Gente, eu, Bia, estou toda contente, porque acabou de ser lançado um livro (capa abaixo) com três crônicas minhas, selecionadas da web revista para a qual colaboro, www.mundomundano.com.br. Estou colocando aqui uma delas, que trata justamente da ligação entre a vida concreta e a vida mítica, no caso a experiência vivida por uma menina (eu mesma) que, ao visitar a poeta Cora Coralina, se vê no meio de um conto de fadas… Doce Cora Rio
Há muito tempo atrás, eu tinha onze anos e fui viajar, com meus pais, para Goiás.
Amplos horizontes, abertos á toa, porque o olhar da menina pouco vê além de si mesma, ocupada como está em mudar de criança para a distraída magricela que aparece no espelho: – Quem? Eu?
Assim, chegamos á Casa da Ponte. Viemos pelo lado de baixo, sem passar pelo rio, que ficou adivinhado, lá onde se vê os parapeitos da ponte.
– Fazer o que, aqui? – penso, mas não pergunto; insondáveis são os caminhos dos pais. Entro com eles na casa.
Somos recebidos, com a generosidade de interiorzão largo (o de antes, sim), por uma moça que diz: – Ah, Dona Cora está para o fundo, podem ir por ali.
Seguimos então pelo corredor de tábuas mal pregadas, ou despregadas, ou soltas, ou será que o que se solta é a minha memória?
Não sei. Não garanto a vocês a veracidade de todos os fatos que descrevo. Ou melhor, garanto que de fato eles existem, ainda que apenas como uma verdade muito pessoal, tecida com fios estranhos e múltiplos. Mas tudo – a começar pela poesia, claro – não será, de fato, ficção?
O corredor divide a casa ao meio, longamente, até desembocar na cozinha (“o que importa na vida não é o ponto de partida, mas a caminhada…” – Cora Coralina.)
Ela vem nos cumprimentar, devagarzinho, mansa. Mansa? Com aqueles olhos? Gentil, melhor. Daquela gentileza antiga, do povo que limpava a mão no avental antes de estendê-la, nodosa e fria, para a visita.
Meu pai pede que ela autografe seu livro, e minha mãe já vai se entendendo com aquele reino feminino.
Olho para os tachos de doces. De um deles, enorme, borbulha algo cor de laranja – laranja mesmo? Abóbora?
Eu me aproximo. Na calda dourada brilham os pedaços de – sim, abóbora, que se destaca estridente e melecada da penumbra do fundo da panela.
Para além da janela de trás, um quintal de terra, árvores.

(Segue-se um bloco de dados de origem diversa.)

//! Shutdown quiescence.
//!
//! Clean shutdown drains the redo pipeline in phases: wait for the page
//! cleaner and for pending log I/O, checkpoint at the latest LSN, verify
//! the log is fully quiescent, then flush everything and stamp the final
//! flushed LSN into the data-file header. The stamp is what tells the next
//! startup that no crash recovery is needed - which is exactly why the
//! "very fast" mode must never write it.

use std::sync::atomic::Ordering;
use std::sync::Arc;
use std::time::Duration;

use ember_common::Lsn;

use crate::error::RedoResult;
use crate::log::{RedoLog, SHUTDOWN_CLEANUP, SHUTDOWN_FLUSH_PHASE, SHUTDOWN_LAST_PHASE};

/// How much work shutdown is allowed to skip.
#[derive(Debug, Clone, Copy, PartialEq, Eq, Default)]
pub enum ShutdownMode {
    /// Flush the buffer pool, checkpoint at the latest LSN, and stamp the
    /// data files. The next startup is clean.
    #[default]
    Normal,
    /// Flush only the log. The buffer pool is not flushed and the data
    /// files keep their old stamp, so the next startup runs crash
    /// recovery over the durable log.
    VeryFast,
}

impl RedoLog {
    /// Quiesces the redo log and brings the on-disk state to a shutdown-
    /// consistent point. Returns the final LSN.
    ///
    /// The caller must have stopped all producers first; this function
    /// only drains what is already in flight.
    pub fn shutdown(&self, mode: ShutdownMode) -> RedoResult<Lsn> {
        tracing::info!(?mode, "starting redo log shutdown");
        self.shutdown_state.store(SHUTDOWN_CLEANUP, Ordering::Release);

        // Let the page cleaner finish the batch it is running.
        self.shutdown_state
            .store(SHUTDOWN_FLUSH_PHASE, Ordering::Release);
        let mut ticks = 0u32;
        while self.pool.flush_in_progress() {
            std::thread::sleep(Duration::from_millis(100));
            ticks += 1;
            if ticks % 600 == 0 {
                tracing::info!("waiting for the page cleaner to finish flushing");
            }
        }

        loop {
            // Drain pending log flushes and checkpoint slot writes.
            loop {
                let (pending_checkpoint, pending_flush) = {
                    let inner = self.inner.lock();
                    (inner.n_pending_checkpoint_writes, inner.n_pending_flushes)
                };
                if pending_checkpoint == 0 && pending_flush == 0 {
                    break;
                }

                std::thread::sleep(Duration::from_millis(100));
                ticks += 1;
                if ticks % 600 == 0 {
                    tracing::info!(
                        pending_checkpoint_writes = pending_checkpoint,
                        pending_log_flushes = pending_flush,
                        "waiting for pending log I/O"
                    );
                }
            }

            if mode == ShutdownMode::VeryFast {
                tracing::info!(
                    "very fast shutdown: the buffer pool is not flushed to the data \
                     files; the next startup will run crash recovery"
                );

                // All committed work must still be recoverable, so the log
                // itself is flushed. The data-file LSN stamp is skipped:
                // startup deduces from the stamps whether the previous
                // shutdown was clean.
                self.buffer_flush_to_disk()?;

                self.shutdown_state
                    .store(SHUTDOWN_LAST_PHASE, Ordering::Release);

                let lsn = self.inner.lock().lsn;
                tracing::info!(lsn = %lsn, "redo log shutdown complete (very fast)");
                return Ok(lsn);
            }

            self.make_checkpoint_at(Lsn::MAX, true)?;

            let (lsn, is_quiescent) = {
                let inner = self.inner.lock();
                let tracked_caught_up = !self.tracking_enabled()
                    || self.tracked_lsn() == inner.last_checkpoint_lsn;
                debug_assert!(inner.lsn >= inner.last_checkpoint_lsn);
                (
                    inner.lsn,
                    inner.lsn == inner.last_checkpoint_lsn && tracked_caught_up,
                )
            };

            if !is_quiescent {
                // Something moved the log after the checkpoint; start over.
                continue;
            }

            if !self.pool.all_clean() {
                std::thread::sleep(Duration::from_millis(100));
                ticks += 1;
                if ticks % 600 == 0 {
                    tracing::info!("waiting for dirty buffer pages to be flushed");
                }
                continue;
            }

            // Flush the log files and the data files, then stamp the final
            // flushed LSN into the data-file header. The stamp bypasses the
            // buffer pool, which is why the pool had to be clean first.
            let file_handles: Vec<_> = {
                let inner = self.inner.lock();
                inner.groups.iter().map(|g| Arc::clone(g.files())).collect()
            };
            for files in &file_handles {
                files.fsync()?;
            }
            self.data_files.flush()?;

            self.shutdown_state
                .store(SHUTDOWN_LAST_PHASE, Ordering::Release);

            debug_assert_eq!(self.inner.lock().lsn, lsn);

            self.data_files.write_flushed_lsn(lsn)?;
            self.data_files.flush()?;

            tracing::info!(lsn = %lsn, "redo log shutdown complete");
            return Ok(lsn);
        }
    }
}

#[cfg(test)]
mod tests {
    use super::*;
    use crate::config::RedoConfig;
    use crate::error::RedoResult;
    use crate::files::{DataFiles, NoDataFiles};
    use crate::pool::CleanBufferPool;
    use ember_common::constants::LOG_FILE_HDR_SIZE;
    use parking_lot::Mutex;
    use tempfile::TempDir;

    /// Records the LSN stamp so tests can see whether shutdown wrote it.
    #[derive(Default)]
    struct RecordingDataFiles {
        stamped: Mutex<Option<Lsn>>,
    }

    impl DataFiles for RecordingDataFiles {
        fn flush(&self) -> RedoResult<()> {
            Ok(())
        }

        fn write_flushed_lsn(&self, lsn: Lsn) -> RedoResult<()> {
            *self.stamped.lock() = Some(lsn);
            Ok(())
        }
    }

    fn test_log(dir: &std::path::Path, data_files: Arc<dyn DataFiles>) -> RedoLog {
        let config = RedoConfig::new(dir)
            .with_n_files(2)
            .with_file_size(1024 * 1024 + LOG_FILE_HDR_SIZE)
            .with_buffer_size(128 * 1024)
            .with_thread_concurrency(4);
        RedoLog::create(config, Arc::new(CleanBufferPool), data_files).unwrap()
    }

    fn append(log: &RedoLog, bytes: &[u8]) -> Lsn {
        let mut mtr = log.reserve_and_open(bytes.len()).unwrap();
        mtr.write(bytes);
        mtr.close()
    }

    #[test]
    fn test_normal_shutdown_quiesces_and_stamps() {
        let tmp = TempDir::new().unwrap();
        let data_files = Arc::new(RecordingDataFiles::default());
        let log = test_log(tmp.path(), Arc::clone(&data_files) as Arc<dyn DataFiles>);

        append(&log, &[0x42u8; 5000]);
        let final_lsn = log.shutdown(ShutdownMode::Normal).unwrap();

        // Fully quiescent: everything logged is checkpointed and durable.
        assert_eq!(final_lsn, log.lsn());
        assert_eq!(log.last_checkpoint_lsn(), final_lsn);
        assert!(log.flushed_to_disk_lsn() >= final_lsn);
        assert_eq!(*data_files.stamped.lock(), Some(final_lsn));
    }

    #[test]
    fn test_very_fast_shutdown_skips_stamp() {
        let tmp = TempDir::new().unwrap();
        let data_files = Arc::new(RecordingDataFiles::default());
        let log = test_log(tmp.path(), Arc::clone(&data_files) as Arc<dyn DataFiles>);

        let end = append(&log, &[0x43u8; 5000]);
        let final_lsn = log.shutdown(ShutdownMode::VeryFast).unwrap();

        // The log is durable, but the data files were not stamped.
        assert!(final_lsn >= end);
        assert!(log.flushed_to_disk_lsn() >= end);
        assert_eq!(*data_files.stamped.lock(), None);
    }

    #[test]
    fn test_normal_shutdown_idempotent_log_state() {
        let tmp = TempDir::new().unwrap();
        let log = test_log(tmp.path(), Arc::new(NoDataFiles));

        append(&log, &[0x44u8; 100]);
        let first = log.shutdown(ShutdownMode::Normal).unwrap();
        let second = log.shutdown(ShutdownMode::Normal).unwrap();

        // A second shutdown finds the log already quiescent.
        assert_eq!(first, second);
    }
}
//! Anonymization service client

use crate::{
    client::{create_client, HttpClientConfig},
    ClientError, Result,
};
use reqwest::Client;
use serde::{Deserialize, Serialize};
use std::time::Duration;
use tracing::{debug, instrument, warn};
use veil_core::{AnonymizationResult, DeanonymizationResult, Entity, OperatorConfig};
use veil_detect::{Recognizer, RegexRecognizer};

const HEALTH_TIMEOUT: Duration = Duration::from_secs(5);

/// Environment variable naming the service base URL
pub const SERVICE_URL_ENV: &str = "VEIL_SERVICE_URL";

/// Environment variable naming the de-anonymization key
pub const DECRYPT_KEY_ENV: &str = "VEIL_DECRYPT_KEY";

const DEFAULT_BASE_URL: &str = "http://localhost:5001";

/// Service client configuration
#[derive(Debug, Clone)]
pub struct ServiceConfig {
    /// Base URL of the anonymization service
    pub base_url: String,

    /// Key used by the `DEFAULT` decrypt operator on de-anonymize calls.
    /// There is deliberately no built-in fallback: de-anonymization refuses
    /// to run without an explicitly supplied key.
    pub deanonymize_key: Option<String>,

    /// HTTP client configuration
    pub client_config: HttpClientConfig,
}

impl ServiceConfig {
    /// Create a configuration for the given base URL
    pub fn new(base_url: impl Into<String>) -> Self {
        Self {
            base_url: base_url.into(),
            deanonymize_key: None,
            client_config: HttpClientConfig::default(),
        }
    }

    /// Set the de-anonymization key
    pub fn with_deanonymize_key(mut self, key: impl Into<String>) -> Self {
        self.deanonymize_key = Some(key.into());
        self
    }

    /// Read base URL and key from `VEIL_SERVICE_URL` / `VEIL_DECRYPT_KEY`
    pub fn from_env() -> Self {
        let base_url =
            std::env::var(SERVICE_URL_ENV).unwrap_or_else(|_| DEFAULT_BASE_URL.to_string());
        let deanonymize_key = std::env::var(DECRYPT_KEY_ENV).ok();

        Self {
            base_url,
            deanonymize_key,
            client_config: HttpClientConfig::default(),
        }
    }
}

impl Default for ServiceConfig {
    fn default() -> Self {
        Self::new(DEFAULT_BASE_URL)
    }
}

#[derive(Serialize)]
struct AnonymizeRequest<'a> {
    text: &'a str,
    anonymizers: &'a OperatorConfig,
    analyzer_results: &'a [Entity],
}

#[derive(Serialize)]
struct DeanonymizeRequest<'a> {
    text: &'a str,
    deanonymizers: Deanonymizers<'a>,
    anonymizer_results: &'a [serde_json::Value],
}

#[derive(Serialize)]
struct Deanonymizers<'a> {
    #[serde(rename = "DEFAULT")]
    default: DecryptOperator<'a>,
}

#[derive(Serialize)]
struct DecryptOperator<'a> {
    #[serde(rename = "type")]
    kind: &'static str,
    key: &'a str,
}

/// Shared shape of both endpoint responses: `{ text, items }`
#[derive(Deserialize)]
struct ServiceResponse {
    text: String,
    #[serde(default)]
    items: Vec<serde_json::Value>,
}

/// Client for the external anonymization service.
///
/// One outbound request per call, awaited to completion; no pipelining and
/// no automatic retries. Calls are not idempotent at the service boundary
/// (reversible operators consume non-deterministic state such as nonces), so
/// any retry policy belongs to the caller. Cancellation, if needed, is a
/// transport-layer concern (drop the future).
pub struct ServiceClient {
    config: ServiceConfig,
    client: Client,
    recognizer: RegexRecognizer,
}

impl ServiceClient {
    /// Create a new service client
    pub fn new(config: ServiceConfig) -> Result<Self> {
        let client = create_client(&config.client_config)?;
        let recognizer = RegexRecognizer::new()
            .map_err(|e| ClientError::Config(format!("Failed to compile patterns: {}", e)))?;

        Ok(Self {
            config,
            client,
            recognizer,
        })
    }

    /// Anonymize `text` under the given operator configuration.
    ///
    /// Runs the local recognizer, submits text + configuration + entities to
    /// `POST /anonymize`, and folds the response into a single result
    /// record. Empty or whitespace-only text fails with `InvalidInput`
    /// before any network activity.
    #[instrument(skip_all, fields(text_len = text.len()))]
    pub async fn anonymize(
        &self,
        text: &str,
        config: &OperatorConfig,
    ) -> Result<AnonymizationResult> {
        if text.trim().is_empty() {
            return Err(ClientError::InvalidInput(
                "text to anonymize is empty".to_string(),
            ));
        }

        let entities = self.recognizer.detect(text);
        debug!(entities = entities.len(), "Recognized entities locally");

        let request = AnonymizeRequest {
            text,
            anonymizers: config,
            analyzer_results: &entities,
        };

        let response = self
            .client
            .post(format!("{}/anonymize", self.config.base_url))
            .json(&request)
            .send()
            .await?;

        let body = self.read_response(response).await?;

        Ok(AnonymizationResult {
            original: text.to_string(),
            anonymized: body.text,
            entities,
            operator_results: body.items,
            deanonymized: None,
        })
    }

    /// Recover original values from previously anonymized text.
    ///
    /// `operator_results` must be the exact records returned by the prior
    /// anonymize call for this text, and reversible (encrypt) operator
    /// output. Fails with `InvalidInput` on an empty record list and with
    /// `MissingKey` when no decrypt key is configured, both before any
    /// network activity.
    #[instrument(skip_all, fields(results = operator_results.len()))]
    pub async fn deanonymize(
        &self,
        text: &str,
        operator_results: &[serde_json::Value],
    ) -> Result<DeanonymizationResult> {
        if operator_results.is_empty() {
            return Err(ClientError::InvalidInput(
                "no operator results available for de-anonymization".to_string(),
            ));
        }

        let key = self
            .config
            .deanonymize_key
            .as_deref()
            .ok_or(ClientError::MissingKey)?;

        let request = DeanonymizeRequest {
            text,
            deanonymizers: Deanonymizers {
                default: DecryptOperator {
                    kind: "decrypt",
                    key,
                },
            },
            anonymizer_results: operator_results,
        };

        let response = self
            .client
            .post(format!("{}/deanonymize", self.config.base_url))
            .json(&request)
            .send()
            .await?;

        let body = self.read_response(response).await?;

        Ok(DeanonymizationResult {
            text: body.text,
            items: body.items,
        })
    }

    /// Liveness probe against `GET /health`.
    ///
    /// True on HTTP 200 within a bounded timeout; false on anything else,
    /// including transport errors. Never returns an error.
    pub async fn health(&self) -> bool {
        let result = self
            .client
            .get(format!("{}/health", self.config.base_url))
            .timeout(HEALTH_TIMEOUT)
            .send()
            .await;

        match result {
            Ok(response) => response.status().is_success(),
            Err(e) => {
                warn!("Health probe failed: {}", e);
                false
            }
        }
    }

    /// Map a raw response to the shared `{ text, items }` shape.
    async fn read_response(&self, response: reqwest::Response) -> Result<ServiceResponse> {
        let status = response.status();

        if !status.is_success() {
            let body = response
                .text()
                .await
                .unwrap_or_else(|_| "Unable to read error body".to_string());
            return Err(ClientError::Service {
                status: status.as_u16(),
                body,
            });
        }

        let body = response.text().await?;
        serde_json::from_str(&body).map_err(|e| {
            ClientError::MalformedResponse(format!("Failed to parse service response: {}", e))
        })
    }
}
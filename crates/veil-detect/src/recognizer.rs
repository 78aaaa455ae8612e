//! Entity recognizers

mod regex_recognizer;

pub use regex_recognizer::RegexRecognizer;

use veil_core::{Entity, EntityType};

/// Trait for recognizing PII entities in text.
///
/// `detect` is total over its input domain: it never fails, and text without
/// matches yields an empty vec. Implementations must emit entities in their
/// matcher's declared order without merging, deduplicating, or sorting by
/// position. Overlapping detections from different matchers (a credit-card
/// span that also looks like a phone number, say) are all retained, so
/// callers must not assume exclusivity of spans.
pub trait Recognizer: Send + Sync {
    /// Detect PII entities in the given text
    fn detect(&self, text: &str) -> Vec<Entity>;

    /// The entity types this recognizer can report
    fn supported_types(&self) -> Vec<EntityType>;
}
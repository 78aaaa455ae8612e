//! Veil Span Rewriting and Highlighting
//!
//! This crate turns text plus detected entities into annotated HTML markup:
//! - `annotate` wraps each entity span in a `<mark>` element
//! - `escape` neutralizes markup-injection characters
//! - `sanitize` strips executable constructs from assembled markup
//!
//! Everything here is pure string transformation with no platform
//! dependency, so it can be unit tested headlessly.

pub mod highlight;
pub mod sanitizer;

pub use highlight::annotate;
pub use sanitizer::{escape, sanitize};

Pelas janelas laterais, o rio, logo ali. Seus reflexos inquietam as paredes brancas, movimentando aquele lugar tão sólido, tão tradicional.
Como ser tradicional e sólido ao lado de um rio que corre pelas paredes?
E eu, menina a ponto de ainda ter como referência (para ser sincera, ainda hoje isso não mudou) os contos de fadas onde, nas cozinhas dos castelos, ficavam as boas aias e as mágicas madrinhas, parecidas com aquela senhora de coque antigo, só então acordo para onde estou: no castelo, é claro.
Comemos sentados ao lado de prateleiras cheias de garrafas de licor de pequi, raminhos duros esverdeando a transparência.
– Tanto açúcar, até dói o dente… – ri meu pai. – Mas é bom…
– Ah, meu filho – ela diz – Não sou eu quem faz os doces, porque não tenho mais forças para ficar mexendo a colher de pau no tacho…
– Que pena…
– Mas não faz mal, não. Como não consigo mais fazer doces, agora só faço poesia…
Aninha e suas pedras, de Cora Coralina
“Não te deixes destruir…
Ajuntando novas pedras e construindo novos poemas.
Recria tua vida, sempre, sempre.
Remove pedras e planta roseiras e faz doces. Recomeça.
Faz de tua vida mesquinha um poema.
E viverás no coração dos jovens e na memória das gerações que hão de vir. Esta fonte é para uso de todos os sedentos.
Toma a tua parte.
Vem a estas páginas e não entraves seu uso aos que têm sede.”
Relacionado
Saudações! Como faço para adquirir o livro O Feminino e o Sagrado? Sou de Osasco – SP.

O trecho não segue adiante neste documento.